Political parties never wanted primaries. Primaries were forced on them. It is not fair to parties to first force them to have primaries and then on top of that tell them that non-members must be permitted to participate in those primaries. Primaries are not “contributions” to parties.
There is nothing in the U.S. Constitution, or in the constitution of most states, forbidding government from spending money on private groups or individuals.
If a company/individual spent as much money on advertising political parties and candidates that the state does for the 2 largest parties they would be subject to FEC rules, primaries are merely early advertising for DEM and REP parties/candidates worth hundreds of millions of dollars.
Who forced primaries upon the parties?
State legislators.
Just having primaries does not intrinsically get publicity. Minor parties have had primaries sometime in the last 40 years in Alaska, Arizona, Arkansas, California, Colorado, Connecticut, D.C., Florida, Hawaii, Idaho, Illinois, Iowa, Maine, Massachusetts, Michigan, Minnesota, Missouri, Montana, Nebraska, Nevada, New Hampshire, New Mexico, New York, North Carolina, North Dakota, Ohio, Oklahoma, Oregon, Pennsylvania, Rhode Island, South Dakota, Utah, Vermont, Washington, West Virginia, Wisconsin, and Wyoming, so there is plenty of evidence. Primaries per se don’t generate publicity.

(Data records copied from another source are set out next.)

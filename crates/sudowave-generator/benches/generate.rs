//! Benchmarks for board generation.
//!
//! Measures the complete wave-function-collapse loop, including any
//! contradiction restarts, over fixed seeds so runs are comparable:
//!
//! - `seed_0` and `seed_7` complete without restarts
//! - `seed_1` restarts twice before completing
//!
//! # Running
//!
//! ```sh
//! cargo bench --bench generate
//! ```

use std::hint;

use criterion::{BatchSize, BenchmarkId, Criterion, criterion_group, criterion_main};
use sudowave_generator::{Board, Difficulty, SeedStream};

const SEEDS: [u64; 3] = [0, 1, 7];

fn bench_generate(c: &mut Criterion) {
    for seed in SEEDS {
        c.bench_with_input(
            BenchmarkId::new("generate", format!("seed_{seed}")),
            &seed,
            |b, &seed| {
                b.iter_batched(
                    || hint::black_box(seed),
                    |seed| {
                        let mut board = Board::new();
                        board.generate(seed).unwrap();
                        board
                    },
                    BatchSize::SmallInput,
                );
            },
        );
    }
}

fn bench_gameify(c: &mut Criterion) {
    let mut board = Board::new();
    board.generate(0).unwrap();

    c.bench_with_input(
        BenchmarkId::new("gameify", "hard"),
        &board,
        |b, board| {
            b.iter_batched(
                || (board.clone(), SeedStream::new(7)),
                |(mut board, mut removal)| {
                    board.gameify(Difficulty::Hard, &mut removal).unwrap();
                    board
                },
                BatchSize::SmallInput,
            );
        },
    );
}

criterion_group!(benches, bench_generate, bench_gameify);
criterion_main!(benches);
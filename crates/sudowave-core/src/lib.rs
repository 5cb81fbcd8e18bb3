//! Core data structures for the sudowave board generator.
//!
//! This crate provides the data vocabulary shared by generation and
//! persistence: type-safe digits, ordered candidate sets, board positions,
//! and the 9×9 value grid with its text rendering.
//!
//! # Overview
//!
//! - [`digit`]: Type-safe representation of sudoku digits 1-9
//! - [`digit_set`]: An ordered set of digits, used as a cell's candidate pool
//! - [`position`]: Board `(row, column)` coordinates and box arithmetic
//! - [`grid`]: The authoritative 9×9 grid of resolved digits and its
//!   box-drawing rendering
//!
//! # Examples
//!
//! ```
//! use sudowave_core::{Digit, DigitGrid, DigitSet, Position};
//!
//! let mut grid = DigitGrid::new();
//! let pos = Position::new(4, 4);
//! grid[pos] = Digit::from_value(5);
//!
//! assert_eq!(grid.filled_count(), 1);
//! assert_eq!(grid[pos].map(Digit::value), Some(5));
//!
//! // Candidate sets iterate in ascending digit order.
//! let mut candidates = DigitSet::FULL;
//! candidates.remove(Digit::from_value(1).unwrap());
//! assert_eq!(candidates.len(), 8);
//! assert_eq!(candidates.nth(0).map(Digit::value), Some(2));
//! ```

pub mod digit;
pub mod digit_set;
pub mod grid;
pub mod position;

pub use self::{digit::Digit, digit_set::DigitSet, grid::DigitGrid, position::Position};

Brandon, I would argue that rather than force parties to allow people who do not identify with that party to participate in choosing who will be their candidate, it would be far preferable for parties to control the process by which their nominees are chosen. Requiring political parties to use the primary process, even closed primaries, is an unnecessary restriction that tramples on the prerogative of the party. It also, even with entirely open primaries, requires the rest of us who don’t wish to associate with that party to fund their primary function of nominating candidates. Let parties choose to nominate as they wish, and if they want a primary with the state’s election machinery they should pay the costs for it.
@Chris
I entirely agree with that, let them choose how they wish and let them pay for it
@Richard Winger, How were the state legislators chosen?
Why not take the party labels off the ballot completely?
Political groups could organize just like they did before the Australian ballot. The only difference would be that they would distribute slate cards, rather than ballots, and might help out in petitioning or paying filing fees.